The islands of French Polynesia make up a total land area of 3521 km2, scattered over more than 2000 km of ocean. There are 121 islands in French Polynesia and many more islets or motus around atolls. The highest point is Mount Orohena on Tahiti.

It is made up of five archipelagos. The largest and most populated island is Tahiti, in the Society Islands.

Aside from Tahiti, some other important atolls, islands, and island groups in French Polynesia are: Ahē, Bora Bora, Hiva ʻOa, Huahine, Maiʻao, Maupiti, Mehetiʻa, Moʻorea, Nuku Hiva, Raʻiātea, Tahaʻa, Tetiʻaroa, Tubuai and Tūpai.

French Polynesia is home to four terrestrial ecoregions: Marquesas tropical moist forests, Society Islands tropical moist forests, Tuamotu tropical moist forests, and Tubuai tropical moist forests.

Islands of French Polynesia
| Name | Land area (km^{2}) | Population 2022 Census | Density (per km^{2}) 2022 | Notes |
|---|---|---|---|---|
| Marquesas Islands | 1,049.3 | 9,478 | 9 | 12 high islands; administratively making the Marquesas Islands subdivision |
| Society Islands | 1,597.6 | 245,987 | 154 | Administratively subdivided into the Windward Islands subdivision (4 high islands and 1 atoll) and the Leeward Islands subdivision (5 high islands and 4 atolls) |
| Tuamotu Archipelago | 698.7 | 15,159 | 22 | 80 atolls, grouping over 3,100 islands or islets; administratively part of the Tuamotu-Gambier subdivision |
| Gambier Islands | 27.8 | 1,570 | 56 | 6 high islands and 1 atoll; administratively part of the Tuamotu-Gambier subdivision |
| Austral Islands | 147.8 | 6,592 | 45 | 5 high islands and 1 atoll; administratively part of the Austral Islands subdivision |
| Total | 3,521.2 | 278,786 | 79 | 121 high islands and atolls (75 inhabited at the 2017 census; 46 uninhabited) |

== Administrative divisions ==

The 5 administrative subdivisions and 48 communes of French Polynesia.

French Polynesia is divided in five administrative subdivisions (subdivisions administratives):

- Marquesas Islands (les îles Marquises or officially la subdivision administrative des îles Marquises)
- Leeward Islands (les îles Sous-le-Vent or officially la subdivision administrative des îles Sous-le-Vent) (the two subdivisions administratives Windward Islands and Leeward Islands are part of the Society Islands)
- Windward Islands (les îles du Vent or officially la subdivision administrative des îles du Vent) (the two subdivisions administratives Windward Islands and Leeward Islands are part of the Society Islands)
- Tuāmotu-Gambier (les Îles Tuamotu-Gambier or officially la subdivision administrative des îles Tuamotu-Gambier) (the Tuamotus and the Gambier Islands)
- Austral Islands (les îles Australes or officially la subdivision administrative des îles Australes) (including the Bass Islands)

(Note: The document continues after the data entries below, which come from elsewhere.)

//! # Orbital models
//!
//! The crate does not own any planetary theory. The raw heliocentric position of a body
//! comes from an [`OrbitalModel`], the only collaborator whose output is taken as given.
//!
//! [`Vsop87Earth`] is the provider used for the Earth, backed by the `vsop87` crate:
//!
//! - VSOP87B: heliocentric ecliptic spherical coordinates, J2000.0 ecliptic and equinox,
//! - VSOP87D: heliocentric ecliptic spherical coordinates, ecliptic and equinox of date.
//!
//! The series are evaluated at the Julian Day of the time of interest, without ΔT.
use crate::constants::Radian;
use crate::coordinates::EclipticSphericalCoordinates;
use crate::heliograph_errors::HeliographError;
use crate::time::TimeOfInterest;

/// Source of heliocentric ecliptic positions for one body.
///
/// Implementations return a radius vector strictly greater than zero and a longitude in
/// `[0, 360)`.
pub trait OrbitalModel {
    /// Heliocentric ecliptic spherical coordinates, J2000.0 ecliptic and equinox.
    fn heliocentric_ecliptic_spherical_j2000(
        &self,
        toi: &TimeOfInterest,
    ) -> Result<EclipticSphericalCoordinates, HeliographError>;

    /// Heliocentric ecliptic spherical coordinates, ecliptic and equinox of date.
    fn heliocentric_ecliptic_spherical_date(
        &self,
        toi: &TimeOfInterest,
    ) -> Result<EclipticSphericalCoordinates, HeliographError>;
}

/// Earth position from the VSOP87 theory.
#[derive(Debug, Clone, Copy, Default, PartialEq, Eq)]
pub struct Vsop87Earth;

fn checked_position(
    longitude: Radian,
    latitude: Radian,
    distance: f64,
) -> Result<EclipticSphericalCoordinates, HeliographError> {
    if !distance.is_finite() || distance <= 0.0 {
        return Err(HeliographError::OrbitalModel(format!(
            "VSOP87 returned an invalid radius vector: {distance}"
        )));
    }
    EclipticSphericalCoordinates::new(longitude.to_degrees(), latitude.to_degrees(), distance)
        .map_err(|e| HeliographError::OrbitalModel(e.to_string()))
}

impl OrbitalModel for Vsop87Earth {
    fn heliocentric_ecliptic_spherical_j2000(
        &self,
        toi: &TimeOfInterest,
    ) -> Result<EclipticSphericalCoordinates, HeliographError> {
        let coords = vsop87::vsop87b::earth(toi.jd());
        checked_position(coords.longitude(), coords.latitude(), coords.distance())
    }

    fn heliocentric_ecliptic_spherical_date(
        &self,
        toi: &TimeOfInterest,
    ) -> Result<EclipticSphericalCoordinates, HeliographError> {
        let coords = vsop87::vsop87d::earth(toi.jd());
        checked_position(coords.longitude(), coords.latitude(), coords.distance())
    }
}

The five administrative subdivisions are not local councils; they are solely deconcentrated subdivisions of the French central State. At the head of each administrative subdivision is an administrateur d'État ('State administrator'), generally simply known as administrateur, also sometimes called chef de la subdivision administrative ('head of the administrative subdivision'). The administrateur is a civil servant under the authority of the High Commissioner of the French Republic in French Polynesia in Papeete.

Four administrative subdivisions (Marquesas Islands, Leeward Islands, Tuamotu-Gambier, and Austral Islands) each also form a deconcentrated subdivision of the government of French Polynesia. These are called circonscriptions ('districts'). The head of a circonscription is the tavana hau, known as administrateur territorial in French ('territorial administrator'), but the Tahitian title tavana hau is most often used. The president of French Polynesia's government appoints the tavana hau, who directly reports to the president. The Windward Islands, due to their proximity to Papeete, do not form a deconcentrated subdivision of the government of French Polynesia.

The 5 administrative subdivisions are themselves divided in 48 communes. Like all other communes in the French Republic, these are municipalities in which local residents with either a French or another EU citizenship elect a municipal council and a mayor in charge of managing local affairs within the commune. Municipal elections occur every six years on the same date as in the rest of the French Republic (the last municipal elections took place in 2020).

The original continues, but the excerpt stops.